» DIRECTIONS FOR THIS TASK
Where a line of the records contains the word "NaiveDate", show that line.

» GIVEN DATA
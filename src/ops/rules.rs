use crate::model::task::{DateSpan, MAX_HIERARCHY_DEPTH, Task, TaskType, shift_date, span_duration};

/// Error type for task store operations.
///
/// Every variant is a rejection: the operation that returned it made no
/// change to the task collection, the command log or the selection.
#[derive(Debug, Clone, PartialEq, Eq, thiserror::Error)]
pub enum TaskError {
    #[error("task not found: {0}")]
    NotFound(String),
    #[error("cannot nest deeper than {} levels", MAX_HIERARCHY_DEPTH)]
    MaxDepthExceeded,
    #[error("moving {task} under {parent} would create a circular hierarchy")]
    CircularHierarchy { task: String, parent: String },
    #[error("milestone {0} cannot have children")]
    MilestoneCannotParent(String),
    #[error("cannot convert {0} to a milestone while it has children")]
    MilestoneHasChildren(String),
    #[error("end date {end} is before start date {start}")]
    InvalidDateRange { start: String, end: String },
    #[error("no tasks selected")]
    EmptySelection,
    #[error("selected tasks must share the same parent to be grouped")]
    MixedParents,
    #[error("nothing in the selection can be indented")]
    NothingToIndent,
    #[error("nothing in the selection can be outdented")]
    NothingToOutdent,
    #[error("selection contains no summary tasks with children")]
    NothingToUngroup,
}

/// Milestones are leaves; every other type may parent tasks.
pub fn can_have_children(task: &Task) -> bool {
    task.kind != TaskType::Milestone
}

/// Switch `task` to `new_kind`, applying the conversion side effects.
///
/// - to milestone: rejected while the task has children, otherwise the
///   span collapses onto the start date and progress resets
/// - milestone to task: gets a `default_days` span from its date
/// - to summary: `open` defaults to expanded (dates are re-derived from
///   children by the caller)
pub fn apply_type_change(
    task: &mut Task,
    new_kind: TaskType,
    has_children: bool,
    default_days: i64,
) -> Result<(), TaskError> {
    if task.kind == new_kind {
        return Ok(());
    }
    match new_kind {
        TaskType::Milestone => {
            if has_children {
                return Err(TaskError::MilestoneHasChildren(task.id.clone()));
            }
            task.set_span(DateSpan::milestone(task.start_date.or(task.end_date)));
            task.progress = 0;
        }
        TaskType::Task if task.kind == TaskType::Milestone => {
            match task.start_date.or(task.end_date) {
                Some(start) => task.set_span(DateSpan::starting_at(start, default_days)),
                None => task.duration = 0,
            }
        }
        TaskType::Task | TaskType::Summary => {
            task.duration = span_duration(task.start_date, task.end_date);
        }
    }
    if new_kind == TaskType::Summary && task.open.is_none() {
        task.open = Some(true);
    }
    task.kind = new_kind;
    Ok(())
}

/// Reject spans whose end precedes their start.
pub fn ensure_date_order(task_id: &str, span: &DateSpan) -> Result<(), TaskError> {
    match (span.start_date, span.end_date) {
        (Some(start), Some(end)) if end < start => {
            tracing::debug!(task = task_id, %start, %end, "rejected inverted date range");
            Err(TaskError::InvalidDateRange {
                start: start.to_string(),
                end: end.to_string(),
            })
        }
        _ => Ok(()),
    }
}

/// Resolve the span a task ends up with after an edit of its dates.
///
/// An explicit end wins over a duration; a lone duration moves the end.
pub fn resolve_span(
    kind: TaskType,
    current: DateSpan,
    start: Option<chrono::NaiveDate>,
    end: Option<chrono::NaiveDate>,
    duration: Option<i64>,
) -> DateSpan {
    let start_date = start.or(current.start_date);
    if kind == TaskType::Milestone {
        return DateSpan::milestone(start_date.or(end));
    }
    let end_date = match (end, duration, start_date) {
        (Some(end), _, _) => Some(end),
        (None, Some(days), Some(start)) => Some(shift_date(start, days.max(1) - 1)),
        (None, _, _) => current.end_date,
    };
    DateSpan::new(start_date, end_date)
}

» RESULT OF THIS EXERCISE
    start: Option<chrono::NaiveDate>,
    end: Option<chrono::NaiveDate>,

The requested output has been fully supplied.